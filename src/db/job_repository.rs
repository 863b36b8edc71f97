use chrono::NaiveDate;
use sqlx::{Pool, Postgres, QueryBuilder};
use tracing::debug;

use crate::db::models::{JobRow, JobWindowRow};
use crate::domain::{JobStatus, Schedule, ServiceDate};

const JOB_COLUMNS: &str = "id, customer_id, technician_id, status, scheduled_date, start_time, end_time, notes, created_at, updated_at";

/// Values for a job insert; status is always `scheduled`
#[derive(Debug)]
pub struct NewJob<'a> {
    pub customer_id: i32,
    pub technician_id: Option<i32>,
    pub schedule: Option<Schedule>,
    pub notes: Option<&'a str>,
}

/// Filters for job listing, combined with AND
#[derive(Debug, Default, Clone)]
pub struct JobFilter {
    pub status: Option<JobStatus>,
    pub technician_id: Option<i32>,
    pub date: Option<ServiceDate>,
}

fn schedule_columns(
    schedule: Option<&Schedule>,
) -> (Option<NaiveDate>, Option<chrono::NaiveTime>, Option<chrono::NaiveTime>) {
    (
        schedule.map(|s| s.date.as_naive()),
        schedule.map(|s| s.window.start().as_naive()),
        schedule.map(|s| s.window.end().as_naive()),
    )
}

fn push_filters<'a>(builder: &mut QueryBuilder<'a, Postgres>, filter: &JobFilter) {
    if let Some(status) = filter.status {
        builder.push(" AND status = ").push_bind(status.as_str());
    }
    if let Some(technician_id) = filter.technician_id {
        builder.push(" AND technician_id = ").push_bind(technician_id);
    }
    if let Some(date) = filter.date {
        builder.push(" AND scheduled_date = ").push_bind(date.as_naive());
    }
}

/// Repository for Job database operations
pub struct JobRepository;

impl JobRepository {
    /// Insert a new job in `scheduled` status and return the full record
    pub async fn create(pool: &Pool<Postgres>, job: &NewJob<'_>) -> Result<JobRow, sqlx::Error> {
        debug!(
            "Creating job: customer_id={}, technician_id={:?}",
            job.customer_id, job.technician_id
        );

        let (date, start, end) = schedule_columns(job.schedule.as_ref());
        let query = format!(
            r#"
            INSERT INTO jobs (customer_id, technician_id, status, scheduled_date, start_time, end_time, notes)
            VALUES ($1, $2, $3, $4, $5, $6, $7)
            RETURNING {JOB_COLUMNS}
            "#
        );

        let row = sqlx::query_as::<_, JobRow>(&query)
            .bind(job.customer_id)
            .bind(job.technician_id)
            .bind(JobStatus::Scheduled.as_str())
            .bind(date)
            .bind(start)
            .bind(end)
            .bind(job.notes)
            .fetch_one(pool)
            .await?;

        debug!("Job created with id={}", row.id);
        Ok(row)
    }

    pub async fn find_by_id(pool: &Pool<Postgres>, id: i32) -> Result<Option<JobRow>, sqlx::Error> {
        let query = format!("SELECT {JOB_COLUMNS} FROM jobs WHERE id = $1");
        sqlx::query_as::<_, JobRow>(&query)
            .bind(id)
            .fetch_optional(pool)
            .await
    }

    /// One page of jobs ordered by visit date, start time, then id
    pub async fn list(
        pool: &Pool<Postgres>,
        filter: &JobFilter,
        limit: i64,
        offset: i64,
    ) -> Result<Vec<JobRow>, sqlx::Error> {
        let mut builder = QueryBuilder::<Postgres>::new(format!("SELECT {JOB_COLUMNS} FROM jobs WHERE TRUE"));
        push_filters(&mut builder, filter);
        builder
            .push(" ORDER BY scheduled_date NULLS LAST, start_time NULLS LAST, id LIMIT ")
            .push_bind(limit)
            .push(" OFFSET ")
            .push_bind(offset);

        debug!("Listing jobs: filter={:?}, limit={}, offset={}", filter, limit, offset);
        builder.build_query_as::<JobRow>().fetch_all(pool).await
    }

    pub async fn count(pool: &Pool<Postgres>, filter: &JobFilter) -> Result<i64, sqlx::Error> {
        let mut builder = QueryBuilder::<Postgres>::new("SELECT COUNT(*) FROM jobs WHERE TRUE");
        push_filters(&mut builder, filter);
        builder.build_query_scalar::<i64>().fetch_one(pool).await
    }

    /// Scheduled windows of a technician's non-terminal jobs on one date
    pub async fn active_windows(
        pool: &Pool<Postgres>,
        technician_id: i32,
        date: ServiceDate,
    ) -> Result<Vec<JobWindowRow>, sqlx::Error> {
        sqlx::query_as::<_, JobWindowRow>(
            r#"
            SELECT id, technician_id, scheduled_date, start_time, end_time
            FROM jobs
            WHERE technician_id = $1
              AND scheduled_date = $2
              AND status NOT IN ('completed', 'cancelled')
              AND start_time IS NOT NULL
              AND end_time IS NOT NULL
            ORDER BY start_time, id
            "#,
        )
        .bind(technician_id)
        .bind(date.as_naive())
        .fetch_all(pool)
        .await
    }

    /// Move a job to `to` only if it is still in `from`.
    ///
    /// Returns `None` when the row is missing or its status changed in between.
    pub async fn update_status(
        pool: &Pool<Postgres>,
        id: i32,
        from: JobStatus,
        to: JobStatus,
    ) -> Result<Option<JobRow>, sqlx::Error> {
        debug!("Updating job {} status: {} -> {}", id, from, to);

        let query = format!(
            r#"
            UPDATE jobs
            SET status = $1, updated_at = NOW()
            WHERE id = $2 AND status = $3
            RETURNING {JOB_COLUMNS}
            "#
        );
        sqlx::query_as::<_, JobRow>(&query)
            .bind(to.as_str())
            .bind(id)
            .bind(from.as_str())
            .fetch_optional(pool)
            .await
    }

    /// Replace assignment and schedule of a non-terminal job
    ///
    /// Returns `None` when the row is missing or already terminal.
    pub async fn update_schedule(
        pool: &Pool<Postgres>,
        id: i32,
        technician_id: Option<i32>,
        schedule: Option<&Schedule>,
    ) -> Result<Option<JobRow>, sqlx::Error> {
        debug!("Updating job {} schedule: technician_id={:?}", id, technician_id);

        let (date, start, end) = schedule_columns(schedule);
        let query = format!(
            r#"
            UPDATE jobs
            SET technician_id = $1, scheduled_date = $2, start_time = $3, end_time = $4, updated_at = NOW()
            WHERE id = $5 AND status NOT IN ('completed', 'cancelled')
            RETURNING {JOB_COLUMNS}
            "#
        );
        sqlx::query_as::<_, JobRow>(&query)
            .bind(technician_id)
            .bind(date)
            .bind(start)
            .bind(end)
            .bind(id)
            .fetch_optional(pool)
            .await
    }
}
-----
For every line of the data above that contains "chrono", copy that line.

use chrono::NaiveDate;
) -> (Option<NaiveDate>, Option<chrono::NaiveTime>, Option<chrono::NaiveTime>) {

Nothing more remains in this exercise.